LAUSR

Dr. Tao et al. examined the interactive effects of plasma C-reactive protein (CRP) APOE genotype on cognition and Alzheimer disease (AD) biomarkers in 566 participants from the Alzheimer Disease Neuroimaging Initiative. Elevated CRP was associated with lower Mini-Mental State Examination scores at baseline and the 12-month follow-up only in participants with 2 APOE ε4 alleles. Furthermore, the interaction of 2 APOE ε4 alleles and elevated CRP was associated with increased CSF levels of total tau and phospho-tau. In a reader response, Dr. Royall cites their prior work that demonstrated CRP's mediation effect on the association of APOE with prospectively measured dementia severity in the Texas Alzheimer's Research and Care Consortium. Dr. Royall also posits that the elevated plasma CRP levels in ε4 homozygotes may reflect the residual influence of APOE-independent processes, given that CRP levels are observed to fall as a function of increasing APOE ε4 burden in several cohorts.

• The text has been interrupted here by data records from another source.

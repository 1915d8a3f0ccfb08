//! Archive engine used when no 7-Zip binary can be located

use super::traits::{ArchiveCapabilities, ArchiveEngine, CreateOptions};
use async_trait::async_trait;
use std::path::Path;

/// Archive engine used when no 7-Zip binary is available or configured
///
/// Every operation fails with `Error::ToolNotFound`, which aborts the
/// surrounding protect or restore workflow instead of failing each folder.
pub struct UnavailableArchiveEngine;

impl UnavailableArchiveEngine {
    fn missing() -> crate::Error {
        crate::Error::tool_not_found("7z")
    }
}

#[async_trait]
impl ArchiveEngine for UnavailableArchiveEngine {
    async fn create(
        &self,
        _source_folder: &Path,
        _archive_path: &Path,
        _options: CreateOptions,
    ) -> crate::Result<()> {
        Err(Self::missing())
    }

    async fn test(&self, _archive_path: &Path) -> crate::Result<()> {
        Err(Self::missing())
    }

    async fn extract(&self, _archive_path: &Path, _dest_folder: &Path) -> crate::Result<()> {
        Err(Self::missing())
    }

    fn capabilities(&self) -> ArchiveCapabilities {
        ArchiveCapabilities {
            can_create: false,
            can_test: false,
            can_extract: false,
        }
    }

    fn name(&self) -> &'static str {
        "unavailable"
    }
}
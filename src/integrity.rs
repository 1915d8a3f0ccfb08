//! Integrity verification and repair of protected archives
//!
//! Verification is a small state machine:
//!
//! ```text
//! Unverified ──verify──▶ AllComplete
//!            ├─────────▶ Unparseable
//!            └─────────▶ RepairableDamage ──repair──▶ RepairSucceeded
//!                                         └─────────▶ RepairFailed
//! ```
//!
//! Only `AllComplete` and `RepairSucceeded` allow the archive to be extracted.

use crate::error::{Error, Result};
use crate::parity::{ParityHandler, RepairReport, VerifyReport};
use crate::types::Event;
use serde::{Deserialize, Serialize};
use std::fmt;
use std::path::Path;
use std::sync::Arc;
use tokio::sync::broadcast;
use tracing::{debug, info, warn};

/// Result of verifying (and possibly repairing) protected data
#[derive(Clone, Copy, Debug, PartialEq, Eq, Hash, Serialize, Deserialize)]
#[serde(rename_all = "snake_case")]
pub enum VerificationOutcome {
    /// Every protected file is intact
    AllComplete,
    /// Damage found that the recovery data can fix
    RepairableDamage,
    /// Repair rebuilt the damaged files
    RepairSucceeded,
    /// Repair was attempted and did not succeed
    RepairFailed,
    /// The tool's report matched no known marker
    Unparseable,
}

impl VerificationOutcome {
    /// Whether no further transition is possible
    pub fn is_terminal(self) -> bool {
        !matches!(self, Self::RepairableDamage)
    }

    /// Whether the protected data may be extracted in this state
    pub fn allows_extraction(self) -> bool {
        matches!(self, Self::AllComplete | Self::RepairSucceeded)
    }

    /// Apply a repair result to this state
    ///
    /// # Errors
    ///
    /// `InvalidTransition` unless `self` is `RepairableDamage` and
    /// `repair_outcome` is `RepairSucceeded` or `RepairFailed`.
    pub fn after_repair(self, repair_outcome: VerificationOutcome) -> Result<Self> {
        match (self, repair_outcome) {
            (Self::RepairableDamage, Self::RepairSucceeded | Self::RepairFailed) => {
                Ok(repair_outcome)
            }
            (from, to) => Err(Error::InvalidTransition {
                from: from.to_string(),
                to: to.to_string(),
            }),
        }
    }
}

impl fmt::Display for VerificationOutcome {
    fn fmt(&self, f: &mut fmt::Formatter<'_>) -> fmt::Result {
        let s = match self {
            Self::AllComplete => "all_complete",
            Self::RepairableDamage => "repairable_damage",
            Self::RepairSucceeded => "repair_succeeded",
            Self::RepairFailed => "repair_failed",
            Self::Unparseable => "unparseable",
        };
        write!(f, "{}", s)
    }
}

/// Everything learned while checking one control file
#[derive(Debug, Clone)]
pub struct IntegrityCheck {
    /// Final state reached
    pub outcome: VerificationOutcome,
    /// Verification report
    pub verify: VerifyReport,
    /// Repair report, when a repair was attempted
    pub repair: Option<RepairReport>,
}

impl IntegrityCheck {
    /// Raw tool output of the last step, for reporting unparseable or failed runs
    pub fn last_output(&self) -> &str {
        match &self.repair {
            Some(repair) => &repair.output,
            None => &self.verify.output,
        }
    }
}

/// Verifies and repairs protected data through a parity tool
pub struct IntegrityVerifier {
    parity: Arc<dyn ParityHandler>,
    event_tx: Option<broadcast::Sender<Event>>,
}

impl IntegrityVerifier {
    /// Create a verifier driving `parity`
    pub fn new(parity: Arc<dyn ParityHandler>) -> Self {
        Self {
            parity,
            event_tx: None,
        }
    }

    /// Emit verify and repair progress on `event_tx` during [`check_detailed`](Self::check_detailed)
    pub fn with_events(mut self, event_tx: broadcast::Sender<Event>) -> Self {
        self.event_tx = Some(event_tx);
        self
    }

    fn emit_event(&self, event: Event) {
        if let Some(tx) = &self.event_tx {
            // no receivers is fine
            tx.send(event).ok();
        }
    }

    fn require_control_file(par2_file: &Path) -> Result<()> {
        if par2_file.is_file() {
            Ok(())
        } else {
            Err(Error::not_found(par2_file))
        }
    }

    /// Verify the data described by `par2_file`
    ///
    /// # Errors
    ///
    /// `NotFound` if the control file is missing; `ToolNotFound` if the tool is
    /// absent. Damage and unrecognised reports are outcomes, not errors.
    pub async fn verify(&self, par2_file: &Path) -> Result<VerifyReport> {
        Self::require_control_file(par2_file)?;
        debug!(?par2_file, handler = self.parity.name(), "verifying");
        self.parity.verify(par2_file).await
    }

    /// Repair the data described by `par2_file`
    pub async fn repair(&self, par2_file: &Path) -> Result<RepairReport> {
        Self::require_control_file(par2_file)?;
        debug!(?par2_file, handler = self.parity.name(), "repairing");
        self.parity.repair(par2_file).await
    }

    /// Verify, then repair when damage is repairable and `attempt_repair` is set
    pub async fn check_detailed(
        &self,
        par2_file: &Path,
        attempt_repair: bool,
    ) -> Result<IntegrityCheck> {
        Self::require_control_file(par2_file)?;
        self.emit_event(Event::Verifying {
            par2: par2_file.to_path_buf(),
        });
        let verify = self.verify(par2_file).await?;
        let mut outcome = verify.outcome;
        self.emit_event(Event::VerifyComplete {
            par2: par2_file.to_path_buf(),
            outcome,
        });

        if outcome.is_terminal() || !attempt_repair {
            match outcome {
                VerificationOutcome::AllComplete => info!(?par2_file, "all files complete"),
                VerificationOutcome::Unparseable => {
                    warn!(?par2_file, "verification report not recognised")
                }
                _ => warn!(?par2_file, %outcome, "verification finished without repair"),
            }
            return Ok(IntegrityCheck {
                outcome,
                verify,
                repair: None,
            });
        }

        info!(
            ?par2_file,
            damaged_blocks = verify.damaged_blocks,
            recovery_blocks = verify.recovery_blocks_available,
            "damage is repairable, repairing"
        );
        self.emit_event(Event::Repairing {
            par2: par2_file.to_path_buf(),
        });
        let repair = self.repair(par2_file).await?;
        outcome = outcome.after_repair(repair.outcome)?;
        self.emit_event(Event::RepairComplete {
            par2: par2_file.to_path_buf(),
            success: repair.success(),
        });

        if outcome == VerificationOutcome::RepairSucceeded {
            info!(?par2_file, repaired = ?repair.repaired_files, "repair succeeded");
        } else {
            warn!(?par2_file, error = ?repair.error, "repair failed");
        }

        Ok(IntegrityCheck {
            outcome,
            verify,
            repair: Some(repair),
        })
    }

    /// Drive the full state machine and return the final state
    pub async fn check(&self, par2_file: &Path, attempt_repair: bool) -> Result<VerificationOutcome> {
        Ok(self.check_detailed(par2_file, attempt_repair).await?.outcome)
    }
}
//! Recovery-data planning and generation
//!
//! A [`RecoveryPlan`] sizes the recovery data for a set of protected paths;
//! the [`RecoveryPlanner`] turns a plan into files on disk through a
//! [`ParityHandler`].

use crate::config::RecoveryConfig;
use crate::error::{Error, Result};
use crate::parity::{CreateRequest, ParityHandler};
use crate::size::SizeAggregator;
use serde::{Deserialize, Serialize};
use std::ffi::OsString;
use std::path::{Path, PathBuf};
use std::sync::Arc;
use tracing::{debug, info, warn};

/// Extension appended to the anchor path to name the control file
pub const RECOVERY_EXTENSION: &str = "par2";

/// Sizing parameters for one recovery-data generation
#[derive(Debug, Clone, Copy, PartialEq, Eq, Serialize, Deserialize)]
pub struct RecoveryPlan {
    /// Share of the protected size allocated to recovery data, in percent
    pub redundancy_percent: u32,
    /// Slice size factor handed to the tool
    pub slice_size_factor: u32,
    /// Largest single recovery file, in bytes
    pub max_recovery_file_size: u64,
    /// Total size of the protected data, in bytes
    pub protected_byte_total: u64,
}

impl RecoveryPlan {
    /// Plan for `protected_byte_total` bytes using the configured sizing
    pub fn new(protected_byte_total: u64, config: &RecoveryConfig) -> Self {
        Self {
            redundancy_percent: config.redundancy_percent,
            slice_size_factor: config.slice_size_factor,
            max_recovery_file_size: config.max_recovery_file_size,
            protected_byte_total,
        }
    }

    /// Bytes of recovery data the plan asks for, rounded up
    pub fn estimated_recovery_bytes(&self) -> u64 {
        let wanted = u128::from(self.protected_byte_total) * u128::from(self.redundancy_percent);
        u64::try_from(wanted.div_ceil(100)).unwrap_or(u64::MAX)
    }

    /// Number of recovery files needed to stay under the per-file cap
    ///
    /// Zero when redundancy is zero, otherwise at least one. Files are not
    /// balanced: all but the last may be full-size.
    pub fn recovery_file_count(&self) -> u64 {
        if self.redundancy_percent == 0 {
            return 0;
        }
        if self.max_recovery_file_size == 0 {
            return 1;
        }
        let wanted = u128::from(self.protected_byte_total) * u128::from(self.redundancy_percent);
        let per_file = 100 * u128::from(self.max_recovery_file_size);
        let count = wanted.div_ceil(per_file).max(1);
        u64::try_from(count).unwrap_or(u64::MAX)
    }
}

/// Control-file path for a set of protected paths
///
/// The shortest path (ties broken lexicographically) with `.par2` appended,
/// so the control file lands beside the data it protects.
pub fn recovery_output_path(protected_paths: &[PathBuf]) -> Result<PathBuf> {
    let anchor = protected_paths
        .iter()
        .min_by(|a, b| {
            a.as_os_str()
                .len()
                .cmp(&b.as_os_str().len())
                .then_with(|| a.cmp(b))
        })
        .ok_or_else(|| Error::InvalidPath {
            path: PathBuf::new(),
            reason: "no protected paths given".to_string(),
        })?;

    let mut raw: OsString = anchor.as_os_str().to_os_string();
    raw.push(".");
    raw.push(RECOVERY_EXTENSION);
    Ok(PathBuf::from(raw))
}

/// Recovery data written by [`RecoveryPlanner::protect`]
#[derive(Debug, Clone, PartialEq, Eq, Serialize, Deserialize)]
pub struct GeneratedRecovery {
    /// Control file written
    pub output: PathBuf,
    /// Plan the data was generated from
    pub plan: RecoveryPlan,
}

/// Sizes and generates recovery data through a parity tool
pub struct RecoveryPlanner {
    parity: Arc<dyn ParityHandler>,
    config: RecoveryConfig,
    sizes: SizeAggregator,
}

impl RecoveryPlanner {
    /// Create a planner driving `parity` with `config` defaults
    pub fn new(parity: Arc<dyn ParityHandler>, config: RecoveryConfig) -> Self {
        Self {
            parity,
            config,
            sizes: SizeAggregator,
        }
    }

    /// Configured defaults used by [`protect`](Self::protect)
    pub fn config(&self) -> &RecoveryConfig {
        &self.config
    }

    /// Build a plan for `protected_paths` with explicit sizing
    ///
    /// # Errors
    ///
    /// `NotFound` when a protected path does not exist.
    pub fn plan(
        &self,
        protected_paths: &[PathBuf],
        redundancy_percent: u32,
        slice_size_factor: u32,
        max_recovery_file_size: u64,
    ) -> Result<RecoveryPlan> {
        let protected_byte_total = self.sizes.size_of_set(protected_paths.iter().cloned())?;
        let plan = RecoveryPlan {
            redundancy_percent,
            slice_size_factor,
            max_recovery_file_size,
            protected_byte_total,
        };
        debug!(
            protected_byte_total,
            recovery_files = plan.recovery_file_count(),
            "planned recovery data"
        );
        Ok(plan)
    }

    /// Generate recovery data for `protected_paths` into `output`
    ///
    /// # Errors
    ///
    /// - `InvalidPath` for an empty list or any relative path
    /// - `NotFound` when a protected path is missing
    /// - `OutputAlreadyExists` when `output` is already on disk
    /// - `InsufficientSpace` when the output directory cannot hold the estimate
    /// - whatever the parity tool reports (`ToolNotFound`, `ToolExecutionFailed`)
    pub async fn generate(
        &self,
        plan: &RecoveryPlan,
        protected_paths: &[PathBuf],
        output: &Path,
    ) -> Result<()> {
        if protected_paths.is_empty() {
            return Err(Error::InvalidPath {
                path: output.to_path_buf(),
                reason: "no protected paths given".to_string(),
            });
        }
        for path in protected_paths {
            if !path.is_absolute() {
                return Err(Error::InvalidPath {
                    path: path.clone(),
                    reason: "protected paths must be absolute".to_string(),
                });
            }
            if !path.exists() {
                return Err(Error::not_found(path));
            }
        }
        if output.exists() {
            return Err(Error::OutputAlreadyExists(output.to_path_buf()));
        }

        if self.config.check_disk_space {
            self.check_disk_space(plan, output)?;
        }

        let request = CreateRequest {
            output: output.to_path_buf(),
            sources: protected_paths.to_vec(),
            redundancy_percent: plan.redundancy_percent,
            slice_size_factor: plan.slice_size_factor,
            recovery_file_count: plan.recovery_file_count(),
            parallelism: self.config.parallelism.clone(),
        };
        self.parity.create(&request).await?;

        info!(
            ?output,
            sources = protected_paths.len(),
            recovery_files = request.recovery_file_count,
            handler = self.parity.name(),
            "recovery data generated"
        );
        Ok(())
    }

    /// Plan with the configured sizing and generate beside the data
    ///
    /// Relative paths are made absolute against the current directory first.
    pub async fn protect(&self, protected_paths: &[PathBuf]) -> Result<GeneratedRecovery> {
        let absolute = protected_paths
            .iter()
            .map(|p| std::path::absolute(p).map_err(|e| crate::error::io_at(p, e)))
            .collect::<Result<Vec<_>>>()?;

        let output = recovery_output_path(&absolute)?;
        let plan = self.plan(
            &absolute,
            self.config.redundancy_percent,
            self.config.slice_size_factor,
            self.config.max_recovery_file_size,
        )?;
        self.generate(&plan, &absolute, &output).await?;
        Ok(GeneratedRecovery { output, plan })
    }

    fn check_disk_space(&self, plan: &RecoveryPlan, output: &Path) -> Result<()> {
        let required = plan.estimated_recovery_bytes();
        let dir = match output.parent() {
            Some(parent) if !parent.as_os_str().is_empty() => parent,
            _ => Path::new("."),
        };

        match crate::utils::get_available_space(dir) {
            Ok(available) if available < required => {
                Err(Error::InsufficientSpace {
                    required,
                    available,
                })
            }
            Ok(_) => Ok(()),
            Err(e) => {
                warn!(?dir, error = %e, "disk space check failed, continuing");
                Ok(())
            }
        }
    }
}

Responding to these comments, the authors suggest that these drops in CRP levels may relate to cerebrovascular deposition of CRP in ε4 homozygotes, citing interesting evidence from a mouse model. This discussion highlights our evolving understanding of the role of inflammatory markers in the pathophysiology of AD, which may become another focus of therapeutic targets in the future.